Requirement:
Each line of the data must be copied exactly.

Data supplied:
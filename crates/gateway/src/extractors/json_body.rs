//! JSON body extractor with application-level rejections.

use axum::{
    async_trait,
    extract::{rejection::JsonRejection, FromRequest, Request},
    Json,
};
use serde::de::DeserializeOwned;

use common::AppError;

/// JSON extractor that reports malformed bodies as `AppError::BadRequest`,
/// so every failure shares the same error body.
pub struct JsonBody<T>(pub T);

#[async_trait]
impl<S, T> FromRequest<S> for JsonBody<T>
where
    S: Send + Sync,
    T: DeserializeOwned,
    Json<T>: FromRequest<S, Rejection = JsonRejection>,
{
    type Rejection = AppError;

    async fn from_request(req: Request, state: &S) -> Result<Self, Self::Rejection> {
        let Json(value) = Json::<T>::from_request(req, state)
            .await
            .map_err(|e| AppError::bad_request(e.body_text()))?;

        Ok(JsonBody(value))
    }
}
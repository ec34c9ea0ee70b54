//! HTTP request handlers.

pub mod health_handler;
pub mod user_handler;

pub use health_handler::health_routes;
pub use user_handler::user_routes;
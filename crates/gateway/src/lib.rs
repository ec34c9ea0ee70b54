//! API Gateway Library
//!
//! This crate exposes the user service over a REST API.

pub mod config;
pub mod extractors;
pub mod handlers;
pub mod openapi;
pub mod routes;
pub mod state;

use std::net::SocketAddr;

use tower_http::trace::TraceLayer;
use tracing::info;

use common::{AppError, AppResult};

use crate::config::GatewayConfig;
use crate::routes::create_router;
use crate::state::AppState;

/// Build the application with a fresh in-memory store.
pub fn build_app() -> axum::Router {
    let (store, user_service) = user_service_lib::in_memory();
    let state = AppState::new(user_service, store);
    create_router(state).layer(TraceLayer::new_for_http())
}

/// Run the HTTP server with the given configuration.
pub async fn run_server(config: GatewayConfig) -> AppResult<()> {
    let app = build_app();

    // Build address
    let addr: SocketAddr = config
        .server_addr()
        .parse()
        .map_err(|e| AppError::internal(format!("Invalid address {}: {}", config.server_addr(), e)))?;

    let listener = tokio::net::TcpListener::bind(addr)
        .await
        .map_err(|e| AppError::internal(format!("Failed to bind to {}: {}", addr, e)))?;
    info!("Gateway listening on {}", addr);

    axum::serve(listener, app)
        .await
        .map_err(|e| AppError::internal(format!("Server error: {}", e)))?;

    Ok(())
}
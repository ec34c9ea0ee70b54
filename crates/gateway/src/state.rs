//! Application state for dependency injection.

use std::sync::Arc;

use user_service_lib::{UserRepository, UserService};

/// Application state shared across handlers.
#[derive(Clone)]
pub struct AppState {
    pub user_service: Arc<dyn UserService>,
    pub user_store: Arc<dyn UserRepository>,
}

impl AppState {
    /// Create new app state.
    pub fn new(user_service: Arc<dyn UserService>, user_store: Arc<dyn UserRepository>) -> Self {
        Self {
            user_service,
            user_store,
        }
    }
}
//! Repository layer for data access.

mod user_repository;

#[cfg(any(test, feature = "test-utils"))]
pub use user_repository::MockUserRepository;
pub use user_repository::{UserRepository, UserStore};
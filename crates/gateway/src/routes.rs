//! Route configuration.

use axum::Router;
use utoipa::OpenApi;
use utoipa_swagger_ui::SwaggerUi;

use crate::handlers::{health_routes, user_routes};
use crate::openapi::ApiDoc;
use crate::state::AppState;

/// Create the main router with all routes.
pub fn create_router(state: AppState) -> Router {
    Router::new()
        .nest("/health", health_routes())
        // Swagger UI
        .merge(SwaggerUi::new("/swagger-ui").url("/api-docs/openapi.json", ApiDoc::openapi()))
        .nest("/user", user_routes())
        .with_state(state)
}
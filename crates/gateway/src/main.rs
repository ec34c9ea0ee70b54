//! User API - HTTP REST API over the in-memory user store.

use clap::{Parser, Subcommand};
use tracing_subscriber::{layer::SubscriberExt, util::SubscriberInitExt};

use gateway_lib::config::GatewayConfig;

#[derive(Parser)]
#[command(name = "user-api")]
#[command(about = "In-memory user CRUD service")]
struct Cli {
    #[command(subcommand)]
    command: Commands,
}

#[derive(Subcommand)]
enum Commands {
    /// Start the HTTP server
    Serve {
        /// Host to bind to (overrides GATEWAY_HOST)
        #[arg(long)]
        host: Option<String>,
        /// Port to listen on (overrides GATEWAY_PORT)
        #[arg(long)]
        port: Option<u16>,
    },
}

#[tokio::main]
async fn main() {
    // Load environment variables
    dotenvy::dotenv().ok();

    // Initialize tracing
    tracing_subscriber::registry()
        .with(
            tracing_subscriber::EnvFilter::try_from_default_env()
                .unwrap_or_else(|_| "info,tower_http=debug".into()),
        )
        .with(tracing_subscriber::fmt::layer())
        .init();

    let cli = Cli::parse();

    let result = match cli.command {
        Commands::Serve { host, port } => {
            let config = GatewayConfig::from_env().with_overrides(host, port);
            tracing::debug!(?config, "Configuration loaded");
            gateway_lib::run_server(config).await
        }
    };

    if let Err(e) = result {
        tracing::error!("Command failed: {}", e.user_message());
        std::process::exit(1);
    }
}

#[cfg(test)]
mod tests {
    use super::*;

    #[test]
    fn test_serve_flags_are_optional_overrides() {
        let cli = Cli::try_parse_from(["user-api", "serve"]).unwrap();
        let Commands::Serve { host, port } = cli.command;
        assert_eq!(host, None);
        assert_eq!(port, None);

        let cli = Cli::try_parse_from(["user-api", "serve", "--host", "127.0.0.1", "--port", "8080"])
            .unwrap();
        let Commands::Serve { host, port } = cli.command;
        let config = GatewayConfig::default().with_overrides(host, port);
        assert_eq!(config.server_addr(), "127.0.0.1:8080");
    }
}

Reply:
filename crates/gateway/src/extractors/json_body.rs
//! JSON body extractor with application-level rejections.

use axum::{
    async_trait,
    extract::{rejection::JsonRejection, FromRequest, Request},
    Json,
};
use serde::de::DeserializeOwned;

use common::AppError;

/// JSON extractor that reports malformed bodies as `AppError::BadRequest`,
/// so every failure shares the same error body.
pub struct JsonBody<T>(pub T);

#[async_trait]
impl<S, T> FromRequest<S> for JsonBody<T>
where
    S: Send + Sync,
    T: DeserializeOwned,
    Json<T>: FromRequest<S, Rejection = JsonRejection>,
{
    type Rejection = AppError;

    async fn from_request(req: Request, state: &S) -> Result<Self, Self::Rejection> {
        let Json(value) = Json::<T>::from_request(req, state)
            .await
            .map_err(|e| AppError::bad_request(e.body_text()))?;

        Ok(JsonBody(value))
    }
}
repository ec34c9ea0ee70b54
//! HTTP request handlers.

pub mod health_handler;
pub mod user_handler;

pub use health_handler::health_routes;
pub use user_handler::user_routes;
filename crates/gateway/src/lib.rs
repository ec34c9ea0ee70b54
//! API Gateway Library
//!
//! This crate exposes the user service over a REST API.

pub mod config;
pub mod extractors;
pub mod handlers;
pub mod openapi;
pub mod routes;
pub mod state;

use std::net::SocketAddr;

use tower_http::trace::TraceLayer;
use tracing::info;

use common::{AppError, AppResult};

use crate::config::GatewayConfig;
use crate::routes::create_router;
use crate::state::AppState;

/// Build the application with a fresh in-memory store.
pub fn build_app() -> axum::Router {
    let (store, user_service) = user_service_lib::in_memory();
    let state = AppState::new(user_service, store);
    create_router(state).layer(TraceLayer::new_for_http())
}

/// Run the HTTP server with the given configuration.
pub async fn run_server(config: GatewayConfig) -> AppResult<()> {
    let app = build_app();

    // Build address
    let addr: SocketAddr = config
        .server_addr()
        .parse()
        .map_err(|e| AppError::internal(format!("Invalid address {}: {}", config.server_addr(), e)))?;

    let listener = tokio::net::TcpListener::bind(addr)
        .await
        .map_err(|e| AppError::internal(format!("Failed to bind to {}: {}", addr, e)))?;
    info!("Gateway listening on {}", addr);

    axum::serve(listener, app)
        .await
        .map_err(|e| AppError::internal(format!("Server error: {}", e)))?;

    Ok(())
}
repository ec34c9ea0ee70b54
filename crates/gateway/src/state.rs
//! Application state for dependency injection.

use std::sync::Arc;

use user_service_lib::{UserRepository, UserService};

/// Application state shared across handlers.
#[derive(Clone)]
pub struct AppState {
    pub user_service: Arc<dyn UserService>,
    pub user_store: Arc<dyn UserRepository>,
}

impl AppState {
    /// Create new app state.
    pub fn new(user_service: Arc<dyn UserService>, user_store: Arc<dyn UserRepository>) -> Self {
        Self {
            user_service,
            user_store,
        }
    }
}
//! Repository layer for data access.

mod user_repository;

#[cfg(any(test, feature = "test-utils"))]
pub use user_repository::MockUserRepository;
pub use user_repository::{UserRepository, UserStore};
filename crates/gateway/src/routes.rs
//! Route configuration.

use axum::Router;
use utoipa::OpenApi;
use utoipa_swagger_ui::SwaggerUi;

use crate::handlers::{health_routes, user_routes};
use crate::openapi::ApiDoc;
use crate::state::AppState;

/// Create the main router with all routes.
pub fn create_router(state: AppState) -> Router {
    Router::new()
        .nest("/health", health_routes())
        // Swagger UI
        .merge(SwaggerUi::new("/swagger-ui").url("/api-docs/openapi.json", ApiDoc::openapi()))
        .nest("/user", user_routes())
        .with_state(state)
}
filename crates/gateway/src/main.rs
repository ec34c9ea0ee70b54
//! User API - HTTP REST API over the in-memory user store.

use clap::{Parser, Subcommand};
use tracing_subscriber::{layer::SubscriberExt, util::SubscriberInitExt};

use gateway_lib::config::GatewayConfig;

#[derive(Parser)]
#[command(name = "user-api")]
#[command(about = "In-memory user CRUD service")]
struct Cli {
    #[command(subcommand)]
    command: Commands,
}

#[derive(Subcommand)]
enum Commands {
    /// Start the HTTP server
    Serve {
        /// Host to bind to (overrides GATEWAY_HOST)
        #[arg(long)]
        host: Option<String>,
        /// Port to listen on (overrides GATEWAY_PORT)
        #[arg(long)]
        port: Option<u16>,
    },
}

#[tokio::main]
async fn main() {
    // Load environment variables
    dotenvy::dotenv().ok();

    // Initialize tracing
    tracing_subscriber::registry()
        .with(
            tracing_subscriber::EnvFilter::try_from_default_env()
                .unwrap_or_else(|_| "info,tower_http=debug".into()),
        )
        .with(tracing_subscriber::fmt::layer())
        .init();

    let cli = Cli::parse();

    let result = match cli.command {
        Commands::Serve { host, port } => {
            let config = GatewayConfig::from_env().with_overrides(host, port);
            tracing::debug!(?config, "Configuration loaded");
            gateway_lib::run_server(config).await
        }
    };

    if let Err(e) = result {
        tracing::error!("Command failed: {}", e.user_message());
        std::process::exit(1);
    }
}

#[cfg(test)]
mod tests {
    use super::*;

    #[test]
    fn test_serve_flags_are_optional_overrides() {
        let cli = Cli::try_parse_from(["user-api", "serve"]).unwrap();
        let Commands::Serve { host, port } = cli.command;
        assert_eq!(host, None);
        assert_eq!(port, None);

        let cli = Cli::try_parse_from(["user-api", "serve", "--host", "127.0.0.1", "--port", "8080"])
            .unwrap();
        let Commands::Serve { host, port } = cli.command;
        let config = GatewayConfig::default().with_overrides(host, port);
        assert_eq!(config.server_addr(), "127.0.0.1:8080");
    }
}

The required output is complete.